(Saved data entries)
☆ ☆ ☆ ☆ ☆ ☆ ☆
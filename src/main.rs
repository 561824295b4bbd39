//! # duetask
//!
//! A personal task tracker with deadlines, priorities and reminders.
//! Quick entry from the CLI, interactive management in the TUI.
//!
//! ## Usage
//!
//! ```bash
//! # Open the interactive UI
//! duetask
//!
//! # Add a task
//! duetask add "Pay bills" --category Finance --priority 1 --due "2026-11-01 18:00"
//!
//! # List, sorted by deadline
//! duetask list --sort deadline
//!
//! # Search title, description and category
//! duetask search bills
//!
//! # Complete / remove by ID
//! duetask complete 3
//! duetask remove 3
//!
//! # Print reminders for tasks due within five minutes
//! duetask remind
//! ```
//!
//! ## Data Storage
//!
//! Tasks live in `tasks.db` (SQLite) in the working directory. Set `TASKS_DB`
//! to use another file. Logs are written under the local data directory
//! (`DUETASK_LOG_DIR` overrides it, `DUETASK_LOG` sets the level).
//!
//! ## Highlights
//!
//! *   **done**: completed, shown green.
//! *   **overdue**: deadline passed, shown grey.
//! *   **due-soon**: due within the hour, shown red.

use std::io;
use std::process::ExitCode;

use chrono::Local;
use clap::{CommandFactory, Parser, Subcommand};
use clap_complete::{generate, Shell};
use log::error;

use duetask::commands::*;
use duetask::config::Config;
use duetask::logging::init_logging;
use duetask::tui::run_tui;
use duetask::{SqliteTaskStore, TaskError, TaskInput, TaskManager};

#[derive(Parser)]
#[command(name = "duetask")]
#[command(about = "Personal task tracker with reminders", long_about = None)]
struct Cli {
    #[command(subcommand)]
    command: Option<Commands>,
}

#[derive(Subcommand)]
enum Commands {
    /// Add a new task
    Add {
        /// Task title (quoted if it has spaces)
        title: String,
        /// Category, e.g. Work or Finance
        #[arg(short, long)]
        category: String,
        /// Priority: 1 = high, 2 = medium, 3 = low
        #[arg(short, long)]
        priority: String,
        /// Deadline in "YYYY-MM-DD HH:MM"
        #[arg(short, long)]
        due: String,
        /// Optional description
        #[arg(short = 'D', long, default_value = "")]
        description: String,
    },
    /// List tasks
    List {
        /// Sort before listing
        #[arg(short, long, value_enum)]
        sort: Option<SortKey>,
        /// Print JSON instead of a table
        #[arg(long)]
        json: bool,
    },
    /// Search title, description and category (case-insensitive)
    Search {
        query: String,
        /// Print JSON instead of a table
        #[arg(long)]
        json: bool,
    },
    /// Mark a task as complete
    Complete {
        id: i64,
    },
    /// Remove a task
    Remove {
        id: i64,
    },
    /// Print reminders for tasks that are due within five minutes
    Remind,
    /// Show information about this program
    About,
    /// Generate shell completions
    Completions {
        /// Shell to generate completions for
        #[arg(value_enum)]
        shell: Shell,
    },
    /// Open interactive TUI
    Ui,
}

fn main() -> ExitCode {
    let cli = Cli::parse();
    let config = Config::from_env();

    // Completions and about need neither logging nor the database.
    match &cli.command {
        Some(Commands::Completions { shell }) => {
            let mut cmd = Cli::command();
            generate(*shell, &mut cmd, "duetask", &mut io::stdout());
            return ExitCode::SUCCESS;
        }
        Some(Commands::About) => {
            cmd_about();
            return ExitCode::SUCCESS;
        }
        _ => {}
    }

    let _logger = match init_logging(&config.log_level, &config.log_dir) {
        Ok(handle) => Some(handle),
        Err(e) => {
            eprintln!("Logging disabled: {}", e);
            None
        }
    };

    match run(cli.command, &config) {
        Ok(()) => ExitCode::SUCCESS,
        Err(e) => {
            error!("event=command module=cli status=error error={}", e);
            eprintln!("{}: {}", e.kind(), e);
            ExitCode::FAILURE
        }
    }
}

fn run(command: Option<Commands>, config: &Config) -> Result<(), TaskError> {
    let store = SqliteTaskStore::open(&config.db_path)?;
    let mut manager = TaskManager::load(store)?;
    let now = Local::now().naive_local();

    match command {
        Some(Commands::Add { title, category, priority, due, description }) => {
            let input = TaskInput {
                title,
                description,
                deadline: due,
                category,
                priority,
            };
            cmd_add(&mut manager, input, now, false)?;
        }
        Some(Commands::List { sort, json }) => cmd_list(&mut manager, sort, json, now)?,
        Some(Commands::Search { query, json }) => cmd_search(&manager, &query, json, now)?,
        Some(Commands::Complete { id }) => cmd_complete(&mut manager, id, false)?,
        Some(Commands::Remove { id }) => cmd_remove(&mut manager, id, false)?,
        Some(Commands::Remind) => {
            cmd_remind(&mut manager, now);
        }
        Some(Commands::Ui) | None => run_tui(manager)?,
        Some(Commands::About) | Some(Commands::Completions { .. }) => {}
    }
    Ok(())
}
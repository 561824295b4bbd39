//! Task tracking core: a SQLite-backed store, an in-memory manager that
//! mirrors it, and the CLI/TUI front-ends that drive the manager.

pub mod commands;
pub mod config;
pub mod error;
pub mod logging;
pub mod manager;
pub mod models;
pub mod presentation;
pub mod storage;
pub mod tui;

pub use error::{Field, SelectionError, StorageError, TaskError, TaskResult, ValidationError};
pub use manager::{Search, TaskManager};
pub use models::{Task, TaskInput};
pub use presentation::{presentation_for, Highlight, Presentation, Reminder};
pub use storage::{SqliteTaskStore, TaskStore};
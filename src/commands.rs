use std::io::{self, Write};

use chrono::NaiveDateTime;
use clap::ValueEnum;
use comfy_table::presets::UTF8_FULL;
use comfy_table::{Attribute, Cell, Color, ContentArrangement, Table};
use serde::Serialize;

use crate::error::TaskResult;
use crate::manager::TaskManager;
use crate::models::{Task, TaskInput};
use crate::presentation::{Highlight, Reminder};
use crate::storage::TaskStore;

pub const ABOUT_TEXT: &str = "This is a simple To-Do List application.\n\n\
You can add, remove, and manage your tasks efficiently.\n\
Developed to help you stay organized and productive!";

/// Order in which `list` shows tasks.
#[derive(Debug, Clone, Copy, PartialEq, Eq, ValueEnum)]
pub enum SortKey {
    Priority,
    Deadline,
}

/// One row of JSON output: the task plus its highlight at render time.
#[derive(Serialize)]
struct TaskRow<'a> {
    #[serde(flatten)]
    task: &'a Task,
    highlight: Highlight,
}

/// Adds a new task and returns its id.
pub fn cmd_add<S: TaskStore>(
    manager: &mut TaskManager<S>,
    input: TaskInput,
    now: NaiveDateTime,
    silent: bool,
) -> TaskResult<i64> {
    let task = manager.add_task(input, now)?;
    let id = task.id.unwrap_or_default();
    if !silent {
        println!("Task added (id = {})", id);
    }
    Ok(id)
}

/// Prints all tasks, optionally sorted, as a table or JSON.
pub fn cmd_list<S: TaskStore>(
    manager: &mut TaskManager<S>,
    sort: Option<SortKey>,
    json: bool,
    now: NaiveDateTime,
) -> TaskResult<()> {
    match sort {
        Some(SortKey::Priority) => manager.sort_by_priority(),
        Some(SortKey::Deadline) => manager.sort_by_deadline(),
        None => {}
    }
    write_tasks(&mut io::stdout().lock(), manager.tasks().iter(), json, now)
}

/// Prints the tasks matching `query`.
pub fn cmd_search<S: TaskStore>(
    manager: &TaskManager<S>,
    query: &str,
    json: bool,
    now: NaiveDateTime,
) -> TaskResult<()> {
    write_tasks(&mut io::stdout().lock(), manager.search(query), json, now)
}

/// Marks the task with this id as completed.
pub fn cmd_complete<S: TaskStore>(manager: &mut TaskManager<S>, id: i64, silent: bool) -> TaskResult<()> {
    let index = manager.position_of(id)?;
    manager.mark_completed(Some(index))?;
    if !silent {
        println!("Task {} marked as complete.", id);
    }
    Ok(())
}

/// Removes the task with this id.
pub fn cmd_remove<S: TaskStore>(manager: &mut TaskManager<S>, id: i64, silent: bool) -> TaskResult<()> {
    let index = manager.position_of(id)?;
    manager.remove_task(Some(index))?;
    if !silent {
        println!("Task {} removed.", id);
    }
    Ok(())
}

/// Runs a single reminder scan and prints one line per reminder.
pub fn cmd_remind<S: TaskStore>(manager: &mut TaskManager<S>, now: NaiveDateTime) -> Vec<Reminder> {
    let reminders = manager.scan_reminders(now);
    if reminders.is_empty() {
        println!("No reminders.");
    }
    for r in &reminders {
        println!("{}", r.message());
    }
    reminders
}

pub fn cmd_about() {
    println!("{}", ABOUT_TEXT);
}

/// Writes tasks to `out` as a table or a JSON array. Encoding and write
/// failures are returned to the caller.
pub fn write_tasks<'a, W: Write>(
    out: &mut W,
    tasks: impl Iterator<Item = &'a Task>,
    json: bool,
    now: NaiveDateTime,
) -> TaskResult<()> {
    let tasks: Vec<&Task> = tasks.collect();
    if json {
        let rows: Vec<TaskRow> = tasks
            .into_iter()
            .map(|task| TaskRow {
                task,
                highlight: Highlight::classify(task, now),
            })
            .collect();
        serde_json::to_writer_pretty(&mut *out, &rows)?;
        writeln!(out)?;
        return Ok(());
    }

    if tasks.is_empty() {
        writeln!(out, "No tasks found.")?;
        return Ok(());
    }
    let table = task_table(tasks.into_iter(), now);
    writeln!(out, "{table}")?;
    Ok(())
}

/// Builds the table shown by `list` and `search`.
pub fn task_table<'a>(tasks: impl Iterator<Item = &'a Task>, now: NaiveDateTime) -> Table {
    let mut table = Table::new();
    table
        .load_preset(UTF8_FULL)
        .set_content_arrangement(ContentArrangement::Dynamic)
        .set_header(vec![
            Cell::new("ID").add_attribute(Attribute::Bold),
            Cell::new("Title").add_attribute(Attribute::Bold),
            Cell::new("Category").add_attribute(Attribute::Bold),
            Cell::new("Pri").add_attribute(Attribute::Bold),
            Cell::new("Deadline").add_attribute(Attribute::Bold),
            Cell::new("Description").add_attribute(Attribute::Bold),
            Cell::new("Status").add_attribute(Attribute::Bold),
        ]);

    for t in tasks {
        let highlight = Highlight::classify(t, now);
        let color = highlight_color(highlight);
        table.add_row(vec![
            Cell::new(t.id.map(|id| id.to_string()).unwrap_or_else(|| "-".into())),
            Cell::new(&t.title).fg(color),
            Cell::new(&t.category),
            Cell::new(t.priority),
            Cell::new(t.deadline_text()).fg(color),
            Cell::new(&t.description),
            Cell::new(highlight.as_str()).fg(color),
        ]);
    }
    table
}

fn highlight_color(highlight: Highlight) -> Color {
    match highlight {
        Highlight::Done => Color::Green,
        Highlight::Overdue => Color::DarkGrey,
        Highlight::DueSoon => Color::Red,
        Highlight::Normal => Color::Reset,
    }
}
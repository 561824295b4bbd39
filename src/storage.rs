//! Durable task storage.
//!
//! The on-disk shape is one SQLite table without a declared key:
//! `tasks(title, description, deadline, category, priority, completed)`.
//! Rows are addressed either by `(title, deadline)` or by SQLite's implicit
//! `rowid`, which is surfaced as [`Task::id`].

use std::path::Path;
use std::time::Duration;

use chrono::NaiveDateTime;
use log::{debug, error, info};
use rusqlite::{params, Connection, Row};

use crate::error::StorageError;
use crate::models::{format_deadline, parse_deadline, Task, PRIORITY_HIGH, PRIORITY_LOW};

pub type StoreResult<T> = Result<T, StorageError>;

const SCHEMA_TASKS: &str = "CREATE TABLE IF NOT EXISTS tasks (
    title TEXT,
    description TEXT,
    deadline TEXT,
    category TEXT,
    priority INTEGER,
    completed INTEGER
)";
const SELECT_TASKS: &str =
    "SELECT rowid, title, description, deadline, category, priority, completed FROM tasks ORDER BY rowid";
const INSERT_TASK: &str = "INSERT INTO tasks (title, description, deadline, category, priority, completed)
    VALUES (?1, ?2, ?3, ?4, ?5, ?6)";
const DELETE_BY_IDENTITY: &str = "DELETE FROM tasks WHERE title = ?1 AND deadline = ?2";
const DELETE_BY_ID: &str = "DELETE FROM tasks WHERE rowid = ?1";
const COMPLETE_BY_IDENTITY: &str = "UPDATE tasks SET completed = 1 WHERE title = ?1 AND deadline = ?2";
const COMPLETE_BY_ID: &str = "UPDATE tasks SET completed = 1 WHERE rowid = ?1";

/// Persistence contract used by [`crate::manager::TaskManager`].
///
/// Every call commits on its own; there are no multi-call transactions.
pub trait TaskStore {
    /// Creates the backing table if it is missing. Safe to call repeatedly.
    fn initialize(&mut self) -> StoreResult<()>;
    /// Returns every stored task in insertion order.
    ///
    /// Stores without row ids leave `Task::id` as `None`; the manager then
    /// addresses those tasks by `(title, deadline)`.
    fn load_all(&self) -> StoreResult<Vec<Task>>;
    /// Appends one task and returns its row id.
    fn insert(&mut self, task: &Task) -> StoreResult<i64>;
    /// Removes every row with this identity. Returns how many went away.
    fn delete_by_identity(&mut self, title: &str, deadline: &NaiveDateTime) -> StoreResult<usize>;
    /// Sets `completed = 1` on every row with this identity.
    fn mark_completed(&mut self, title: &str, deadline: &NaiveDateTime) -> StoreResult<usize>;
    /// Removes the row with this id, if any.
    fn delete_by_id(&mut self, id: i64) -> StoreResult<usize>;
    /// Sets `completed = 1` on the row with this id, if any.
    fn mark_completed_by_id(&mut self, id: i64) -> StoreResult<usize>;
}

/// SQLite-backed task store.
pub struct SqliteTaskStore {
    conn: Connection,
}

impl SqliteTaskStore {
    /// Opens (or creates) the database file. Call [`TaskStore::initialize`]
    /// before use; [`crate::manager::TaskManager::load`] does so.
    pub fn open(path: impl AsRef<Path>) -> StoreResult<Self> {
        let path = path.as_ref();
        let conn = Connection::open(path).map_err(|err| {
            error!(
                "event=db_open module=storage status=error path={} error={}",
                path.display(),
                err
            );
            err
        })?;
        conn.busy_timeout(Duration::from_secs(5))?;
        info!("event=db_open module=storage status=ok path={}", path.display());
        Ok(Self { conn })
    }

    /// Opens a throwaway in-memory database.
    pub fn open_in_memory() -> StoreResult<Self> {
        let conn = Connection::open_in_memory()?;
        debug!("event=db_open module=storage status=ok mode=memory");
        Ok(Self { conn })
    }
}

impl TaskStore for SqliteTaskStore {
    fn initialize(&mut self) -> StoreResult<()> {
        self.conn.execute(SCHEMA_TASKS, [])?;
        Ok(())
    }

    fn load_all(&self) -> StoreResult<Vec<Task>> {
        let mut stmt = self.conn.prepare(SELECT_TASKS)?;
        let mut rows = stmt.query([])?;
        let mut tasks = Vec::new();
        while let Some(row) = rows.next()? {
            tasks.push(task_from_row(row)?);
        }
        debug!("event=load_all module=storage status=ok count={}", tasks.len());
        Ok(tasks)
    }

    fn insert(&mut self, task: &Task) -> StoreResult<i64> {
        self.conn.execute(
            INSERT_TASK,
            params![
                task.title,
                task.description,
                format_deadline(&task.deadline),
                task.category,
                task.priority,
                task.completed as i64,
            ],
        )?;
        Ok(self.conn.last_insert_rowid())
    }

    fn delete_by_identity(&mut self, title: &str, deadline: &NaiveDateTime) -> StoreResult<usize> {
        let n = self
            .conn
            .execute(DELETE_BY_IDENTITY, params![title, format_deadline(deadline)])?;
        Ok(n)
    }

    fn mark_completed(&mut self, title: &str, deadline: &NaiveDateTime) -> StoreResult<usize> {
        let n = self
            .conn
            .execute(COMPLETE_BY_IDENTITY, params![title, format_deadline(deadline)])?;
        Ok(n)
    }

    fn delete_by_id(&mut self, id: i64) -> StoreResult<usize> {
        Ok(self.conn.execute(DELETE_BY_ID, params![id])?)
    }

    fn mark_completed_by_id(&mut self, id: i64) -> StoreResult<usize> {
        Ok(self.conn.execute(COMPLETE_BY_ID, params![id])?)
    }
}

fn task_from_row(row: &Row<'_>) -> StoreResult<Task> {
    let id: i64 = row.get(0)?;
    let title: Option<String> = row.get(1)?;
    let description: Option<String> = row.get(2)?;
    let deadline_text: Option<String> = row.get(3)?;
    let category: Option<String> = row.get(4)?;
    let priority: Option<i64> = row.get(5)?;
    let completed: Option<i64> = row.get(6)?;

    let title = required_text(id, "title", title)?;
    let category = required_text(id, "category", category)?;
    let deadline_text = deadline_text
        .ok_or_else(|| StorageError::Corrupt(format!("row {id} has no deadline")))?;
    let deadline = parse_deadline(&deadline_text).map_err(|err| {
        StorageError::Corrupt(format!("row {id} has deadline '{deadline_text}': {err}"))
    })?;
    let priority = match priority {
        Some(p) if (PRIORITY_HIGH as i64..=PRIORITY_LOW as i64).contains(&p) => p as u8,
        other => {
            return Err(StorageError::Corrupt(format!(
                "row {id} has priority {other:?}"
            )))
        }
    };

    Ok(Task {
        id: Some(id),
        title,
        description: description.unwrap_or_default(),
        deadline,
        category,
        priority,
        completed: completed.unwrap_or(0) != 0,
        reminder_shown: false,
    })
}

/// Title and category are mandatory; a NULL or blank value is corruption.
fn required_text(id: i64, column: &str, value: Option<String>) -> StoreResult<String> {
    match value {
        Some(text) if !text.trim().is_empty() => Ok(text),
        other => Err(StorageError::Corrupt(format!("row {id} has {column} {other:?}"))),
    }
}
☆ ☆ ☆ ☆ ☆ ☆ ☆
- Exercise brief: What you return must be an exact retyping of the lines above starting at the line with "pub fn cmd_remove<S: TaskStore>(manager: &mut" and ending at the line with "Builds the table", and nothing besides.

- Task answer:
pub fn cmd_remove<S: TaskStore>(manager: &mut TaskManager<S>, id: i64, silent: bool) -> TaskResult<()> {
    let index = manager.position_of(id)?;
    manager.remove_task(Some(index))?;
    if !silent {
        println!("Task {} removed.", id);
    }
    Ok(())
}

/// Runs a single reminder scan and prints one line per reminder.
pub fn cmd_remind<S: TaskStore>(manager: &mut TaskManager<S>, now: NaiveDateTime) -> Vec<Reminder> {
    let reminders = manager.scan_reminders(now);
    if reminders.is_empty() {
        println!("No reminders.");
    }
    for r in &reminders {
        println!("{}", r.message());
    }
    reminders
}

pub fn cmd_about() {
    println!("{}", ABOUT_TEXT);
}

/// Writes tasks to `out` as a table or a JSON array. Encoding and write
/// failures are returned to the caller.
pub fn write_tasks<'a, W: Write>(
    out: &mut W,
    tasks: impl Iterator<Item = &'a Task>,
    json: bool,
    now: NaiveDateTime,
) -> TaskResult<()> {
    let tasks: Vec<&Task> = tasks.collect();
    if json {
        let rows: Vec<TaskRow> = tasks
            .into_iter()
            .map(|task| TaskRow {
                task,
                highlight: Highlight::classify(task, now),
            })
            .collect();
        serde_json::to_writer_pretty(&mut *out, &rows)?;
        writeln!(out)?;
        return Ok(());
    }

    if tasks.is_empty() {
        writeln!(out, "No tasks found.")?;
        return Ok(());
    }
    let table = task_table(tasks.into_iter(), now);
    writeln!(out, "{table}")?;
    Ok(())
}

/// Builds the table shown by `list` and `search`.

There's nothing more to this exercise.